The Report is designed to help enterprises make faster and better buying decisions. Like all CMS Watch offerings, The CMS Report does not rank "best" vendors, but instead details the strengths and weaknesses of the various suppliers, identifies their suitability for different use cases, and isolates vendor tendencies that may influence longterm product roadmaps.

Tuesday, April 24, 2007

Millennium Group

The subject of these patent trolls came up the other day, so I decided to do a Google search on them. Here's what I found. Apparently, their activities aren't restricted to the document imaging/forms processing industry. Although, I'm not sure what they mean by latches and fasteners - is that supposed to be forms processing?

Monday, April 23, 2007

ACS Sale

More on this private equity investment stuff. Somewhat related to this, I get a lot of question asking how big the image outsourcing market is. Does anyone have any idea. My best guess is $4-5 billion annually.

Friday, April 06, 2007

Alfresco Blog

Someone hipped me to this pretty cool post by Alfresco co-founder John Newton, pertaining to Dave DeWalt's departure from EMC. Newton is a former Documentum developer -based in the U.K., who founded Alfresco a couple years ago. Alfresco is an open source ECM entrent.

Tuesday, April 03, 2007

Xerox Global Imaging

Xerox has become the latest digital copier vendor to make an acquisiton to beef up its direct sales efforts. Yesterday, Xerox announced plans to acquire Global Imaging Systems for $1 billion. Global Imaging is a dealer roll-up founded in the 1990s by former Danka and Alco executive Thomas Johnson. It reportedly has a current run rate of around $1.5 billion. Curiously, it does not currently carry Xerox products. You might say Xerox is buying some serious market share with this acquisition.
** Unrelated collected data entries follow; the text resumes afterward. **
// ============================================
// File: crates/sealrpc-core/src/protocol/messages.rs
// ============================================
//! # Protocol Message Definitions
//!
//! ## Creation Reason
//! Defines the two messages that travel over an RPC connection.
//!
//! ## Main Functionality
//! - `MessageType`: Leading byte of every message body
//! - `Request`: Correlation id, method name, opaque payload
//! - `Response`: Correlation id, optional error, opaque payload
//!
//! ## Message Sizes
//! | Message | Fixed part (bytes) |
//! |---------|--------------------|
//! | Frame length prefix | 4 |
//! | Request header | 16 + method |
//! | Response header | 18 + error |
//!
//! ## ⚠️ Important Note for Next Developer
//! - Field order is critical - DO NOT reorder without version bump
//! - A response with an error never carries a payload
//!
//! ## Last Modified
//! v0.1.0 - Initial message definitions

use bytes::Bytes;
use serde::{Deserialize, Serialize};

use sealrpc_common::types::{CorrelationId, CORRELATION_ID_SIZE};

// ============================================
// Constants
// ============================================

/// Size of the length prefix in front of every frame body.
pub const FRAME_LENGTH_SIZE: usize = 4;

/// Fixed part of a request body: type, version, id, method length, payload length.
pub const REQUEST_HEADER_SIZE: usize = 1 + 1 + CORRELATION_ID_SIZE + 2 + 4;

/// Fixed part of a response body: type, version, id, error length, payload length.
pub const RESPONSE_HEADER_SIZE: usize = 1 + 1 + CORRELATION_ID_SIZE + 4 + 4;

/// Default upper bound on a frame body (16 MiB).
pub const DEFAULT_MAX_FRAME_SIZE: usize = 16 * 1024 * 1024;

// ============================================
// MessageType
// ============================================

/// Protocol message type identifier.
///
/// # Values
/// | Value | Type |
/// |-------|------|
/// | 0x01 | Request |
/// | 0x02 | Response |
#[derive(Debug, Clone, Copy, PartialEq, Eq, Hash, Serialize, Deserialize)]
#[repr(u8)]
pub enum MessageType {
    /// Method invocation sent by the client.
    Request = 0x01,
    /// Result sent back by the server.
    Response = 0x02,
}

impl MessageType {
    /// Converts a byte to a `MessageType`.
    #[must_use]
    pub const fn from_byte(byte: u8) -> Option<Self> {
        match byte {
            0x01 => Some(Self::Request),
            0x02 => Some(Self::Response),
            _ => None,
        }
    }

    /// Converts the `MessageType` to its byte representation.
    #[must_use]
    pub const fn as_byte(&self) -> u8 {
        *self as u8
    }
}

impl TryFrom<u8> for MessageType {
    type Error = u8;

    fn try_from(value: u8) -> Result<Self, Self::Error> {
        Self::from_byte(value).ok_or(value)
    }
}

// ============================================
// Request
// ============================================

/// A method invocation.
///
/// # Wire Format
/// ```text
/// ┌────────────────────────────────────────────┐
/// │ message_type (1 byte)         │ 0x01       │
/// ├────────────────────────────────────────────┤
/// │ version (1 byte)              │ Protocol   │
/// ├────────────────────────────────────────────┤
/// │ id (8 bytes)                  │ u64 LE     │
/// ├────────────────────────────────────────────┤
/// │ method_len (2 bytes)          │ u16 LE     │
/// ├────────────────────────────────────────────┤
/// │ method (method_len bytes)     │ UTF-8      │
/// ├────────────────────────────────────────────┤
/// │ payload_len (4 bytes)         │ u32 LE     │
/// ├────────────────────────────────────────────┤
/// │ payload (payload_len bytes)   │ opaque     │
/// └────────────────────────────────────────────┘
/// ```
#[derive(Debug, Clone, PartialEq, Eq)]
pub struct Request {
    /// Correlation id chosen by the client.
    pub id: CorrelationId,
    /// Target `"Service.Method"` name.
    pub method: String,
    /// Caller-supplied argument bytes.
    pub payload: Bytes,
}

impl Request {
    /// Creates a new request.
    #[must_use]
    pub fn new(id: CorrelationId, method: impl Into<String>, payload: impl Into<Bytes>) -> Self {
        Self {
            id,
            method: method.into(),
            payload: payload.into(),
        }
    }

    /// Returns the encoded body size of this request.
    #[must_use]
    pub fn wire_size(&self) -> usize {
        REQUEST_HEADER_SIZE + self.method.len() + self.payload.len()
    }
}

// ============================================
// Response
// ============================================

/// The result of one request.
///
/// # Wire Format
/// ```text
/// ┌────────────────────────────────────────────┐
/// │ message_type (1 byte)         │ 0x02       │
/// ├────────────────────────────────────────────┤
/// │ version (1 byte)              │ Protocol   │
/// ├────────────────────────────────────────────┤
/// │ id (8 bytes)                  │ u64 LE     │
/// ├────────────────────────────────────────────┤
/// │ error_len (4 bytes)           │ 0 = ok     │
/// ├────────────────────────────────────────────┤
/// │ error (error_len bytes)       │ UTF-8      │
/// ├────────────────────────────────────────────┤
/// │ payload_len (4 bytes)         │ u32 LE     │
/// ├────────────────────────────────────────────┤
/// │ payload (payload_len bytes)   │ opaque     │
/// └────────────────────────────────────────────┘
/// ```
#[derive(Debug, Clone, PartialEq, Eq)]
pub struct Response {
    /// Correlation id copied from the request.
    pub id: CorrelationId,
    /// Remote error, if the call failed.
    pub error: Option<String>,
    /// Reply bytes; empty when `error` is set.
    pub payload: Bytes,
}

impl Response {
    /// Creates a successful response.
    #[must_use]
    pub fn success(id: CorrelationId, payload: impl Into<Bytes>) -> Self {
        Self {
            id,
            error: None,
            payload: payload.into(),
        }
    }

    /// Creates a failed response.
    ///
    /// An empty message is replaced so the failure stays visible on the wire.
    #[must_use]
    pub fn failure(id: CorrelationId, message: impl Into<String>) -> Self {
        let mut message = message.into();
        if message.is_empty() {
            message.push_str("unknown error");
        }
        Self {
            id,
            error: Some(message),
            payload: Bytes::new(),
        }
    }

    /// Returns `true` if this response reports a remote failure.
    #[must_use]
    pub const fn is_error(&self) -> bool {
        self.error.is_some()
    }

    /// Converts into the reply bytes or the remote error message.
    ///
    /// # Errors
    /// Returns the remote error string if the call failed.
    pub fn into_result(self) -> Result<Bytes, String> {
        match self.error {
            Some(message) => Err(message),
            None => Ok(self.payload),
        }
    }

    /// Returns the encoded body size of this response.
    #[must_use]
    pub fn wire_size(&self) -> usize {
        RESPONSE_HEADER_SIZE
            + self.error.as_ref().map_or(0, String::len)
            + self.payload.len()
    }
}
// ============================================
// File: crates/sealrpc-core/src/credentials/identity.rs
// ============================================
//! # Server Identity
//!
//! ## Creation Reason
//! A server proves who it is with a certificate chain and the matching
//! private key. This module loads both and builds the TLS server config.
//!
//! ## Main Functionality
//! - `ServerIdentity::load`: from PEM files
//! - `ServerIdentity::from_pem`: from in-memory PEM
//!
//! ## ⚠️ Important Note for Next Developer
//! - rustls checks that the key matches the leaf certificate; that check is
//!   what produces `KeyMismatch`
//! - The `Debug` impl must never print key material
//!
//! ## Last Modified
//! v0.1.0 - Initial identity loading

use std::fmt;
use std::path::Path;
use std::sync::Arc;

use rustls::pki_types::{CertificateDer, PrivateKeyDer};
use rustls::ServerConfig;
use tracing::{debug, info};

use super::{crypto_provider, display_path};
use crate::error::{CoreError, Result};

// ============================================
// ServerIdentity
// ============================================

/// Certificate chain and private key of a server, ready for TLS.
///
/// # Example
/// ```no_run
/// use sealrpc_core::credentials::ServerIdentity;
///
/// let identity = ServerIdentity::load("server.crt", "server.key")?;
/// assert!(identity.chain_len() >= 1);
/// # Ok::<(), sealrpc_core::CoreError>(())
/// ```
#[derive(Clone)]
pub struct ServerIdentity {
    config: Arc<ServerConfig>,
    chain_len: usize,
}

impl ServerIdentity {
    /// Loads the certificate chain and private key from PEM files.
    ///
    /// # Errors
    /// - `CertificateLoad` if the certificate file is unreadable or has no
    ///   certificate blocks
    /// - `KeyLoad` if the key file is unreadable or has no key block
    /// - `KeyMismatch` if the key does not belong to the leaf certificate
    pub fn load(cert_path: impl AsRef<Path>, key_path: impl AsRef<Path>) -> Result<Self> {
        let cert_path = cert_path.as_ref();
        let key_path = key_path.as_ref();

        let cert_pem = std::fs::read(cert_path)
            .map_err(|e| CoreError::certificate_load(display_path(cert_path), e.to_string()))?;
        let key_pem = std::fs::read(key_path)
            .map_err(|e| CoreError::key_load(display_path(key_path), e.to_string()))?;

        let identity = Self::build(
            &cert_pem,
            &key_pem,
            &display_path(cert_path),
            &display_path(key_path),
        )?;

        info!(
            cert = %cert_path.display(),
            chain_len = identity.chain_len,
            "Server identity loaded"
        );
        Ok(identity)
    }

    /// Builds an identity from in-memory PEM data.
    ///
    /// # Errors
    /// Same as [`ServerIdentity::load`], with `<memory>` as the path.
    pub fn from_pem(cert_pem: &[u8], key_pem: &[u8]) -> Result<Self> {
        Self::build(cert_pem, key_pem, "<memory>", "<memory>")
    }

    fn build(cert_pem: &[u8], key_pem: &[u8], cert_src: &str, key_src: &str) -> Result<Self> {
        let chain = parse_chain(cert_pem, cert_src)?;
        let key = parse_key(key_pem, key_src)?;
        let chain_len = chain.len();

        let config = ServerConfig::builder_with_provider(crypto_provider())
            .with_safe_default_protocol_versions()
            .map_err(|e| CoreError::tls_config(e.to_string()))?
            .with_no_client_auth()
            .with_single_cert(chain, key)
            .map_err(|e| match e {
                rustls::Error::InconsistentKeys(_) => CoreError::KeyMismatch {
                    reason: e.to_string(),
                },
                other => CoreError::key_load(key_src, other.to_string()),
            })?;

        debug!(chain_len, "TLS server config built");

        Ok(Self {
            config: Arc::new(config),
            chain_len,
        })
    }

    /// Returns the TLS server configuration.
    #[must_use]
    pub fn tls_config(&self) -> Arc<ServerConfig> {
        Arc::clone(&self.config)
    }

    /// Returns the number of certificates in the chain.
    #[must_use]
    pub const fn chain_len(&self) -> usize {
        self.chain_len
    }
}

impl fmt::Debug for ServerIdentity {
    fn fmt(&self, f: &mut fmt::Formatter<'_>) -> fmt::Result {
        // Never print private key material
        f.debug_struct("ServerIdentity")
            .field("chain_len", &self.chain_len)
            .finish_non_exhaustive()
    }
}

// ============================================
// PEM Parsing
// ============================================

fn parse_chain(pem: &[u8], source: &str) -> Result<Vec<CertificateDer<'static>>> {
    let chain = rustls_pemfile::certs(&mut &pem[..])
        .collect::<std::result::Result<Vec<_>, _>>()
        .map_err(|e| CoreError::certificate_load(source, e.to_string()))?;

    if chain.is_empty() {
        return Err(CoreError::certificate_load(
            source,
            "no CERTIFICATE block found",
        ));
    }
    Ok(chain)
}

fn parse_key(pem: &[u8], source: &str) -> Result<PrivateKeyDer<'static>> {
    rustls_pemfile::private_key(&mut &pem[..])
        .map_err(|e| CoreError::key_load(source, e.to_string()))?
        .ok_or_else(|| CoreError::key_load(source, "no PRIVATE KEY block found"))
}

// ============================================
// Tests
// ============================================
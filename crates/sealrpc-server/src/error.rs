// ============================================
// File: crates/sealrpc-server/src/error.rs
// ============================================
//! # Server Error Types
//!
//! ## Last Modified
//! v0.1.0 - Initial error definitions

use thiserror::Error;

use sealrpc_common::error::CommonError;
use sealrpc_core::error::CoreError;
use sealrpc_transport::error::TransportError;

/// Result type for server operations.
pub type Result<T> = std::result::Result<T, ServerError>;

/// Server error types.
#[derive(Error, Debug)]
pub enum ServerError {
    #[error("Failed to load configuration from '{path}': {reason}")]
    ConfigLoad {
        path: String,
        reason: String,
    },

    #[error("Invalid configuration: {field} - {reason}")]
    ConfigInvalid {
        field: String,
        reason: String,
    },

    #[error("Method '{name}' is already registered")]
    DuplicateMethod {
        name: String,
    },

    #[error("rpc: can't find method {name}")]
    MethodNotFound {
        name: String,
    },

    #[error(transparent)]
    Common(#[from] CommonError),

    #[error(transparent)]
    Core(#[from] CoreError),

    #[error(transparent)]
    Transport(#[from] TransportError),

    #[error("I/O error: {0}")]
    Io(#[from] std::io::Error),
}

impl ServerError {
    pub fn config_load(path: impl Into<String>, reason: impl Into<String>) -> Self {
        Self::ConfigLoad {
            path: path.into(),
            reason: reason.into(),
        }
    }

    pub fn config_invalid(field: impl Into<String>, reason: impl Into<String>) -> Self {
        Self::ConfigInvalid {
            field: field.into(),
            reason: reason.into(),
        }
    }

    pub fn method_not_found(name: impl Into<String>) -> Self {
        Self::MethodNotFound { name: name.into() }
    }

    /// Bad config files and bad credentials both count.
    #[must_use]
    pub const fn is_config_error(&self) -> bool {
        match self {
            Self::ConfigLoad { .. } | Self::ConfigInvalid { .. } => true,
            Self::Core(e) => e.is_config_error(),
            _ => false,
        }
    }

    #[must_use]
    pub const fn is_registration_error(&self) -> bool {
        matches!(
            self,
            Self::DuplicateMethod { .. } | Self::Common(CommonError::InvalidInput { .. })
        )
    }

    #[must_use]
    pub const fn is_fatal(&self) -> bool {
        match self {
            Self::ConfigLoad { .. } | Self::ConfigInvalid { .. } => true,
            Self::Core(e) => e.is_config_error(),
            Self::Transport(e) => e.is_bind_error(),
            _ => false,
        }
    }
}

#[cfg(test)]
mod tests {
    use super::*;

    #[test]
    fn test_error_display() {
        let err = ServerError::config_load("/etc/sealrpc/server.toml", "file not found");
        assert!(err.to_string().contains("/etc/sealrpc/server.toml"));

        let err = ServerError::method_not_found("Calc.Sub");
        assert_eq!(err.to_string(), "rpc: can't find method Calc.Sub");
    }

    #[test]
    fn test_error_classification() {
        let config_err = ServerError::config_invalid("network.listen_addr", "bad");
        assert!(config_err.is_config_error());
        assert!(config_err.is_fatal());

        let key_err: ServerError = CoreError::KeyMismatch {
            reason: "differs".into(),
        }
        .into();
        assert!(key_err.is_config_error());
        assert!(key_err.is_fatal());

        let dup = ServerError::DuplicateMethod {
            name: "Calc.Add".into(),
        };
        assert!(dup.is_registration_error());
        assert!(!dup.is_fatal());
    }

    #[test]
    fn test_bind_error_is_fatal() {
        let err: ServerError = TransportError::AddressInUse {
            addr: "127.0.0.1:8443".parse().unwrap(),
        }
        .into();
        assert!(err.is_fatal());
    }
}
#[cfg(test)]
mod tests {
    use super::*;
    use crate::config::CompileOptions;
    use std::io::Write;

    fn lex_all(src: &str) -> (Vec<Token>, CompileOptions) {
        let dir = tempfile::tempdir().unwrap();
        let path = dir.path().join("t.c");
        std::fs::File::create(&path).unwrap().write_all(src.as_bytes()).unwrap();
        let options = CompileOptions::default();
        // options must outlive the lexer in the caller; leak for test
        // simplicity since these are short-lived test processes.
        let options: &'static CompileOptions = Box::leak(Box::new(options));
        let mut lexer = Lexer::new(&path, options).unwrap();
        let mut tokens = Vec::new();
        loop {
            let tok = lexer.scan();
            let is_eof = tok.is_eof();
            tokens.push(tok);
            if is_eof {
                break;
            }
        }
        (tokens, (*options).clone())
    }

    #[test]
    fn lexes_simple_function() {
        let (tokens, _) = lex_all("int main() { return 0; }");
        assert!(matches!(tokens[0].kind, TokenKind::Keyword(Keyword::Int)));
        assert!(matches!(&tokens[1].kind, TokenKind::Identifier(s) if s == "main"));
    }

    #[test]
    fn skips_line_and_block_comments() {
        let (tokens, _) = lex_all("// comment\nint /* block */ x;");
        assert!(matches!(tokens[0].kind, TokenKind::Keyword(Keyword::Int)));
    }

    #[test]
    fn lexes_hex_float_literal() {
        let (tokens, _) = lex_all("0x1.5p-3");
        assert!(matches!(&tokens[0].kind, TokenKind::FloatConstant(s) if s == "0x1.5p-3"));
    }

    #[test]
    fn expands_object_like_macro() {
        let (tokens, _) = lex_all("#define SIZE 10\nint a[SIZE];");
        let has_ten = tokens.iter().any(|t| matches!(&t.kind, TokenKind::IntConstant(s) if s == "10"));
        assert!(has_ten);
    }

    #[test]
    fn invalid_character_yields_invalid_token_and_diagnostic() {
        let dir = tempfile::tempdir().unwrap();
        let path = dir.path().join("t.c");
        std::fs::write(&path, "int x = 1 @ 2;").unwrap();
        let options = CompileOptions::default();
        let mut lexer = Lexer::new(&path, &options).unwrap();
        let mut saw_invalid = false;
        loop {
            let tok = lexer.scan();
            if tok.is_eof() {
                break;
            }
            if matches!(tok.kind, TokenKind::Invalid(_)) {
                saw_invalid = true;
            }
        }
        assert!(saw_invalid);
        assert!(lexer.diagnostics.has_errors());
    }
}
Xerox competititors like Toshiba and Sharp have also been rolling up dealerships recently, and Ricoh recently announced a major re-org of its sales channels. It's our theory that as copier vendors are forced into solutions sales, they realize they need more control over their salespeople and buying dealers are one way to do this.

Oh yes, and we had a recent exchange on the blog about "the Great American Copier company," in which I proposed Global Imaging as a candidate and someone else suggested Xerox could make a comeback. Seems like this deal could create the best of both worlds - perhaps.